### [Exercise]
Only the number is wanted: how many lines below include "Even"?

※ ※ ※

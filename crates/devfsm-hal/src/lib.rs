//! # devfsm 硬件抽象层
//!
//! 设备引擎与具体硬件（PLC、DAQ 板卡、串口/网络仪器）之间的最小接口。
//!
//! 引擎本身只关心 [`HardwareHandler::is_open`]；`open`/`close` 由具体设备的
//! 状态逻辑在工作线程中调用。

use thiserror::Error;

pub mod settings;

#[cfg(feature = "mock")]
pub mod mock;

pub use settings::{Parity, SerialSettings, SettingsError, StopBits, TcpSettings};

#[cfg(feature = "mock")]
pub use mock::MockHandler;

/// 硬件层统一错误类型
#[derive(Error, Debug)]
pub enum HalError {
    #[error("IO Error: {0}")]
    Io(#[from] std::io::Error),
    #[error("Device Error: {0}")]
    Device(#[from] HalDeviceError),
    #[error("Operation timeout")]
    Timeout,
    #[error("Device not open")]
    NotOpen,
    #[error("Invalid settings: {0}")]
    Settings(#[from] SettingsError),
}

/// 设备错误的结构化分类
#[derive(Debug, Clone, Copy, PartialEq, Eq)]
pub enum HalDeviceErrorKind {
    Unknown,
    NotFound,
    AccessDenied,
    Busy,
    InvalidResponse,
    Backend,
}

/// 结构化设备错误
#[derive(Error, Debug, Clone)]
#[error("{kind:?}: {message}")]
pub struct HalDeviceError {
    pub kind: HalDeviceErrorKind,
    pub message: String,
}

impl HalDeviceError {
    pub fn new(kind: HalDeviceErrorKind, message: impl Into<String>) -> Self {
        Self {
            kind,
            message: message.into(),
        }
    }

    /// 不可恢复的错误（重试没有意义）
    pub fn is_fatal(&self) -> bool {
        matches!(
            self.kind,
            HalDeviceErrorKind::NotFound | HalDeviceErrorKind::AccessDenied
        )
    }
}

impl From<String> for HalDeviceError {
    fn from(message: String) -> Self {
        Self::new(HalDeviceErrorKind::Unknown, message)
    }
}

impl From<&str> for HalDeviceError {
    fn from(message: &str) -> Self {
        Self::new(HalDeviceErrorKind::Unknown, message)
    }
}

/// 硬件句柄能力集
///
/// 句柄在工作线程（状态逻辑）与调用方线程（`is_open` 查询）之间共享，
/// 因此方法只接收 `&self`，实现需要自行保证内部同步。
///
/// # 约束
///
/// `open`/`close` 必须有界返回：引擎不会打断正在执行的状态过程，
/// 一个永久阻塞的 `open` 会让整个设备停摆。
pub trait HardwareHandler: Send + Sync {
    fn open(&self) -> Result<(), HalError>;
    fn close(&self) -> Result<(), HalError>;
    fn is_open(&self) -> bool;

    /// 句柄名称（用于日志）
    fn name(&self) -> &str {
        "hardware"
    }
}

impl<T: HardwareHandler + ?Sized> HardwareHandler for std::sync::Arc<T> {
    fn open(&self) -> Result<(), HalError> {
        (**self).open()
    }

    fn close(&self) -> Result<(), HalError> {
        (**self).close()
    }

    fn is_open(&self) -> bool {
        (**self).is_open()
    }

    fn name(&self) -> &str {
        (**self).name()
    }
}
//! 连接参数
//!
//! 串口与 TCP 仪器的连接参数值类型。它们只描述"如何连接"，
//! 不负责打开连接；具体句柄在 `open()` 时读取并校验。

use std::time::Duration;
use thiserror::Error;

/// 参数校验错误
#[derive(Error, Debug, Clone, PartialEq, Eq)]
pub enum SettingsError {
    #[error("Port name is not set")]
    PortNotSet,
    #[error("Unsupported baud rate: {0}")]
    BaudRate(u32),
    #[error("Unsupported data bits: {0} (expected 5-8)")]
    DataBits(u8),
    #[error("Host is empty")]
    EmptyHost,
    #[error("Port must be non-zero")]
    ZeroPort,
}

#[derive(Debug, Clone, Copy, PartialEq, Eq, Default)]
#[cfg_attr(feature = "serde", derive(serde::Serialize, serde::Deserialize))]
pub enum Parity {
    #[default]
    None,
    Odd,
    Even,
}

#[derive(Debug, Clone, Copy, PartialEq, Eq, Default)]
#[cfg_attr(feature = "serde", derive(serde::Serialize, serde::Deserialize))]
pub enum StopBits {
    #[default]
    One,
    Two,
}

/// 串口参数
///
/// 默认值：9600 8N1，读写超时 200ms，事务间隔 100ms。
#[derive(Debug, Clone, PartialEq, Eq)]
#[cfg_attr(feature = "serde", derive(serde::Serialize, serde::Deserialize))]
pub struct SerialSettings {
    pub port: String,
    pub baud_rate: u32,
    pub data_bits: u8,
    pub parity: Parity,
    pub stop_bits: StopBits,
    pub read_timeout_ms: u64,
    pub write_timeout_ms: u64,
    /// 两次事务之间的最小间隔（部分仪器需要）
    pub min_transaction_gap_ms: u64,
    pub tx_terminator: Option<String>,
    pub rx_terminator: Option<String>,
}

impl SerialSettings {
    pub const DEFAULT_BAUD_RATE: u32 = 9600;
    const SUPPORTED_BAUD_RATES: [u32; 8] = [1200, 2400, 4800, 9600, 19200, 38400, 57600, 115200];

    pub fn new(port: impl Into<String>) -> Self {
        Self {
            port: port.into(),
            ..Self::default()
        }
    }

    pub fn with_baud_rate(mut self, baud_rate: u32) -> Self {
        self.baud_rate = baud_rate;
        self
    }

    pub fn read_timeout(&self) -> Duration {
        Duration::from_millis(self.read_timeout_ms)
    }

    pub fn write_timeout(&self) -> Duration {
        Duration::from_millis(self.write_timeout_ms)
    }

    pub fn validate(&self) -> Result<(), SettingsError> {
        if self.port.trim().is_empty() {
            return Err(SettingsError::PortNotSet);
        }
        if !Self::SUPPORTED_BAUD_RATES.contains(&self.baud_rate) {
            return Err(SettingsError::BaudRate(self.baud_rate));
        }
        if !(5..=8).contains(&self.data_bits) {
            return Err(SettingsError::DataBits(self.data_bits));
        }
        Ok(())
    }
}

impl Default for SerialSettings {
    fn default() -> Self {
        Self {
            port: String::new(),
            baud_rate: Self::DEFAULT_BAUD_RATE,
            data_bits: 8,
            parity: Parity::None,
            stop_bits: StopBits::One,
            read_timeout_ms: 200,
            write_timeout_ms: 200,
            min_transaction_gap_ms: 100,
            tx_terminator: None,
            rx_terminator: None,
        }
    }
}

/// TCP 仪器连接参数
#[derive(Debug, Clone, PartialEq, Eq)]
#[cfg_attr(feature = "serde", derive(serde::Serialize, serde::Deserialize))]
pub struct TcpSettings {
    pub host: String,
    pub port: u16,
    /// 部分仪器使用独立的数据/消息端口，0 表示与 `port` 相同
    pub data_port: u16,
    pub timeout_ms: u64,
}

impl TcpSettings {
    pub const DEFAULT_TIMEOUT_MS: u64 = 5000;

    pub fn new(host: impl Into<String>, port: u16) -> Self {
        Self {
            host: host.into(),
            port,
            data_port: 0,
            timeout_ms: Self::DEFAULT_TIMEOUT_MS,
        }
    }

    pub fn effective_data_port(&self) -> u16 {
        if self.data_port == 0 { self.port } else { self.data_port }
    }

    pub fn timeout(&self) -> Duration {
        Duration::from_millis(self.timeout_ms)
    }

    pub fn validate(&self) -> Result<(), SettingsError> {
        if self.host.trim().is_empty() {
            return Err(SettingsError::EmptyHost);
        }
        if self.port == 0 {
            return Err(SettingsError::ZeroPort);
        }
        Ok(())
    }
}

#[cfg(test)]
mod tests {
    use super::*;

    #[test]
    fn test_serial_defaults() {
        let s = SerialSettings::new("/dev/ttyUSB0");
        assert_eq!(s.baud_rate, 9600);
        assert_eq!(s.data_bits, 8);
        assert_eq!(s.parity, Parity::None);
        assert_eq!(s.read_timeout(), Duration::from_millis(200));
        assert!(s.validate().is_ok());
    }

    #[test]
    fn test_serial_validation() {
        assert_eq!(
            SerialSettings::default().validate(),
            Err(SettingsError::PortNotSet)
        );
        assert_eq!(
            SerialSettings::new("COM3").with_baud_rate(12345).validate(),
            Err(SettingsError::BaudRate(12345))
        );
        let mut s = SerialSettings::new("COM3");
        s.data_bits = 9;
        assert_eq!(s.validate(), Err(SettingsError::DataBits(9)));
    }

    #[test]
    fn test_tcp_settings() {
        let mut t = TcpSettings::new("192.168.0.10", 502);
        assert_eq!(t.effective_data_port(), 502);
        t.data_port = 503;
        assert_eq!(t.effective_data_port(), 503);
        assert!(t.validate().is_ok());

        assert_eq!(TcpSettings::new("", 502).validate(), Err(SettingsError::EmptyHost));
        assert_eq!(TcpSettings::new("plc", 0).validate(), Err(SettingsError::ZeroPort));
    }
}
//! 引擎层错误类型定义

use crate::config::{ConfigError, SlotTimeout};
use crate::identity::StateId;
use crate::state::StateResult;
use std::time::Duration;
use thiserror::Error;

/// 引擎层错误类型
///
/// 只有"调用方必须处理"的情况才是 `Err`：配置锁超时、注册错误、线程管理错误。
/// 队列已满、阶段不允许修改配置等运行结果都通过返回值表达。
#[derive(Error, Debug)]
pub enum EngineError {
    /// `start()` 被调用了第二次
    #[error("Engine already running")]
    AlreadyRunning,

    /// 配置锁在限定时间内未获取到（不会在内部重试）
    #[error("Configuration lock not acquired within {timeout:?}")]
    ConfigurationAccess { timeout: Duration },

    /// 配置合并失败
    #[error("Configuration update failed: {0}")]
    ConfigurationUpdate(#[from] ConfigError),

    /// 状态/转换表注册错误
    #[error("Registry error: {0}")]
    Registry(#[from] RegistryError),

    /// 工作线程创建失败
    #[error("Failed to spawn worker thread: {0}")]
    WorkerSpawn(#[source] std::io::Error),

    /// 工作线程未在限定时间内退出
    #[error("Worker thread did not exit within {0:?}")]
    JoinTimeout(Duration),

    #[error("Worker thread panicked")]
    WorkerPanicked,
}

impl From<SlotTimeout> for EngineError {
    fn from(SlotTimeout(timeout): SlotTimeout) -> Self {
        Self::ConfigurationAccess { timeout }
    }
}

/// 状态注册与转换表错误（构建期）
#[derive(Error, Debug, Clone, PartialEq, Eq)]
pub enum RegistryError {
    /// id 或名称（不区分大小写）已被占用
    #[error("State {new} clashes with registered state {existing}")]
    Duplicate { existing: StateId, new: StateId },

    #[error("Unknown state: {0}")]
    UnknownState(StateId),

    /// 同一 (源状态, 结果) 指向了两个不同的目标
    #[error("Conflicting transition from {from} on {result:?}: {existing} vs {new}")]
    ConflictingTransition {
        from: StateId,
        result: StateResult,
        existing: StateId,
        new: StateId,
    },

    /// Working 不是转换触发条件
    #[error("Invalid transition trigger {result:?} from {from}")]
    InvalidTrigger { from: StateId, result: StateResult },
}
//! 模拟 DAQ 仪器
//!
//! 状态：
//! - Start → Loaded：配置就绪后自动进入
//! - Loaded：无限等待；Open 打开硬件后进入 Acquiring
//! - Acquiring：按看门狗周期采样；Measure 读取最新样本，Close 关闭硬件回到 Loaded

use devfsm_engine::hal::{
    HardwareHandler, Parity, SerialSettings, SettingsError, StopBits, TcpSettings,
};
use devfsm_engine::{
    CommandKind, CommandStatus, ConfigError, Configuration, DeviceProfile, IdleOutcome,
    IdlePeriod, State, StateContext, StateCore, StateId,
};
use parking_lot::Mutex;
use std::fmt;
use std::sync::Arc;
use tracing::{debug, info, warn};

pub const ACQUIRING: StateId = StateId::new_static("Acquiring", 100);

/// 仪器连接方式
#[derive(Debug, Clone, PartialEq, Eq)]
pub enum Endpoint {
    Tcp(TcpSettings),
    Serial(SerialSettings),
}

impl Endpoint {
    pub fn validate(&self) -> Result<(), SettingsError> {
        match self {
            Self::Tcp(tcp) => tcp.validate(),
            Self::Serial(serial) => serial.validate(),
        }
    }
}

impl fmt::Display for Endpoint {
    fn fmt(&self, f: &mut fmt::Formatter<'_>) -> fmt::Result {
        match self {
            Self::Tcp(tcp) => write!(f, "tcp://{}:{}", tcp.host, tcp.port),
            Self::Serial(serial) => {
                let parity = match serial.parity {
                    Parity::None => 'N',
                    Parity::Odd => 'O',
                    Parity::Even => 'E',
                };
                let stop = match serial.stop_bits {
                    StopBits::One => 1,
                    StopBits::Two => 2,
                };
                write!(
                    f,
                    "serial://{}@{} {}{}{}",
                    serial.port, serial.baud_rate, serial.data_bits, parity, stop
                )
            },
        }
    }
}

/// 仪器配置
#[derive(Debug, Clone, PartialEq)]
pub struct DaqConfig {
    pub endpoint: Endpoint,
    pub channels: u8,
    pub amplitude: f64,
}

impl Configuration for DaqConfig {
    fn copy_from(&mut self, other: &Self) -> Result<(), ConfigError> {
        other
            .endpoint
            .validate()
            .map_err(|e| ConfigError::Invalid(e.to_string()))?;
        if other.channels == 0 {
            return Err(ConfigError::Invalid("at least one channel required".into()));
        }
        *self = other.clone();
        Ok(())
    }
}

#[derive(Debug, Clone, Copy, PartialEq, Eq)]
pub enum DaqCommand {
    Open,
    /// 载荷：通道号（`u8`），缺省为 0
    Measure,
    Close,
    Reset,
}

impl CommandKind for DaqCommand {
    fn is_reset(&self) -> bool {
        matches!(self, Self::Reset)
    }
}

#[derive(Debug, Clone, Copy, PartialEq)]
pub struct Reading {
    pub command_id: u64,
    pub channel: u8,
    pub value: f64,
}

/// 工作线程写入、主线程读取的采集结果
#[derive(Debug, Default)]
pub struct Acquisition {
    pub readings: Mutex<Vec<Reading>>,
    pub samples: Mutex<u64>,
}

pub struct Daq;

impl DeviceProfile for Daq {
    type Config = DaqConfig;
    type Command = DaqCommand;
    type Data = Arc<Acquisition>;
}

pub struct LoadedState {
    core: StateCore,
}

impl LoadedState {
    pub fn new() -> Self {
        Self {
            core: StateCore::new(StateId::LOADED).with_period(IdlePeriod::Infinite),
        }
    }
}

impl Default for LoadedState {
    fn default() -> Self {
        Self::new()
    }
}

impl State<Daq> for LoadedState {
    fn core(&self) -> &StateCore {
        &self.core
    }

    fn core_mut(&mut self) -> &mut StateCore {
        &mut self.core
    }

    fn state_proc(&mut self, ctx: &mut StateContext<'_, Daq>) {
        let Some(kind) = ctx.command().map(|c| *c.kind()) else {
            return;
        };
        match kind {
            DaqCommand::Open => {
                let opened = match ctx.hardware() {
                    Some(hw) => hw.open().map_err(|e| e.to_string()),
                    None => Err("no hardware handler".to_string()),
                };
                match opened {
                    Ok(()) => {
                        let endpoint = ctx
                            .with_configuration(|cfg| cfg.map(|c| c.endpoint.to_string()))
                            .ok()
                            .flatten()
                            .unwrap_or_default();
                        info!("Instrument opened at {}", endpoint);
                        ctx.complete_command(CommandStatus::Success);
                        self.core.complete_to(ACQUIRING);
                    },
                    Err(e) => {
                        ctx.complete_command(CommandStatus::Failed);
                        self.core.fail(format!("open failed: {e}"));
                    },
                }
            },
            DaqCommand::Close => {
                ctx.complete_command(CommandStatus::Success);
            },
            DaqCommand::Measure | DaqCommand::Reset => {
                warn!("{:?} refused: instrument not open", kind);
                ctx.complete_command(CommandStatus::Rejected);
            },
        }
    }
}

pub struct AcquiringState {
    core: StateCore,
    phase: f64,
}

impl AcquiringState {
    pub fn new(period: IdlePeriod) -> Self {
        Self {
            core: StateCore::new(ACQUIRING).with_period(period),
            phase: 0.0,
        }
    }

    fn sample(&self, channel: u8, amplitude: f64) -> f64 {
        amplitude * (self.phase + f64::from(channel)).sin()
    }
}

impl State<Daq> for AcquiringState {
    fn core(&self) -> &StateCore {
        &self.core
    }

    fn core_mut(&mut self) -> &mut StateCore {
        &mut self.core
    }

    fn enter(&mut self, _ctx: &mut StateContext<'_, Daq>) {
        self.phase = 0.0;
    }

    fn state_proc(&mut self, ctx: &mut StateContext<'_, Daq>) {
        if matches!(ctx.idle_outcome(), IdleOutcome::Tick | IdleOutcome::Entered) {
            self.phase += 0.1;
            *ctx.data().samples.lock() += 1;
        }

        let Some(cmd) = ctx.command() else {
            return;
        };
        let (id, kind) = (cmd.id(), *cmd.kind());
        let channel = cmd.payload::<u8>().copied().unwrap_or(0);

        match kind {
            DaqCommand::Measure => {
                let config = ctx.configuration().ok().flatten();
                match config {
                    Some(cfg) if channel < cfg.channels => {
                        let value = self.sample(channel, cfg.amplitude);
                        debug!("Measured channel {}: {:.4}", channel, value);
                        ctx.data().readings.lock().push(Reading {
                            command_id: id,
                            channel,
                            value,
                        });
                        ctx.complete_command(CommandStatus::Success);
                    },
                    Some(cfg) => {
                        warn!("Channel {} out of range (0..{})", channel, cfg.channels);
                        ctx.complete_command(CommandStatus::Error);
                    },
                    None => {
                        ctx.complete_command(CommandStatus::Error);
                    },
                }
            },
            DaqCommand::Close => {
                if let Some(hw) = ctx.hardware()
                    && let Err(e) = hw.close()
                {
                    warn!("Close failed: {}", e);
                }
                info!("Instrument closed");
                ctx.complete_command(CommandStatus::Success);
                self.core.complete_to(StateId::LOADED);
            },
            DaqCommand::Open | DaqCommand::Reset => {
                ctx.complete_command(CommandStatus::Ignored);
            },
        }
    }
}

#[cfg(test)]
mod tests {
    use super::*;

    fn config() -> DaqConfig {
        DaqConfig {
            endpoint: Endpoint::Tcp(TcpSettings::new("127.0.0.1", 5025)),
            channels: 4,
            amplitude: 2.5,
        }
    }

    #[test]
    fn test_config_merge_validates_endpoint() {
        let mut current = config();
        let mut bad = config();
        bad.endpoint = Endpoint::Tcp(TcpSettings::new("127.0.0.1", 0));
        assert!(matches!(
            current.copy_from(&bad),
            Err(ConfigError::Invalid(_))
        ));

        // 串口参数同样在合并前校验
        bad.endpoint = Endpoint::Serial(SerialSettings::new("/dev/ttyUSB0").with_baud_rate(1234));
        assert!(matches!(
            current.copy_from(&bad),
            Err(ConfigError::Invalid(msg)) if msg.contains("1234")
        ));

        let mut other = config();
        other.channels = 8;
        current.copy_from(&other).unwrap();
        assert_eq!(current.channels, 8);
    }

    #[test]
    fn test_endpoint_display() {
        assert_eq!(config().endpoint.to_string(), "tcp://127.0.0.1:5025");

        let mut serial = SerialSettings::new("COM3").with_baud_rate(115200);
        serial.parity = Parity::Even;
        serial.stop_bits = StopBits::Two;
        assert_eq!(
            Endpoint::Serial(serial).to_string(),
            "serial://COM3@115200 8E2"
        );
    }

    #[test]
    fn test_reset_kind() {
        assert!(DaqCommand::Reset.is_reset());
        assert!(!DaqCommand::Measure.is_reset());
    }

    #[test]
    fn test_sample_is_bounded_by_amplitude() {
        let mut state = AcquiringState::new(IdlePeriod::from_ms(20));
        for _ in 0..50 {
            state.phase += 0.1;
            assert!(state.sample(3, 2.5).abs() <= 2.5);
        }
    }
}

※ ※ ※

### [Problem solution]
3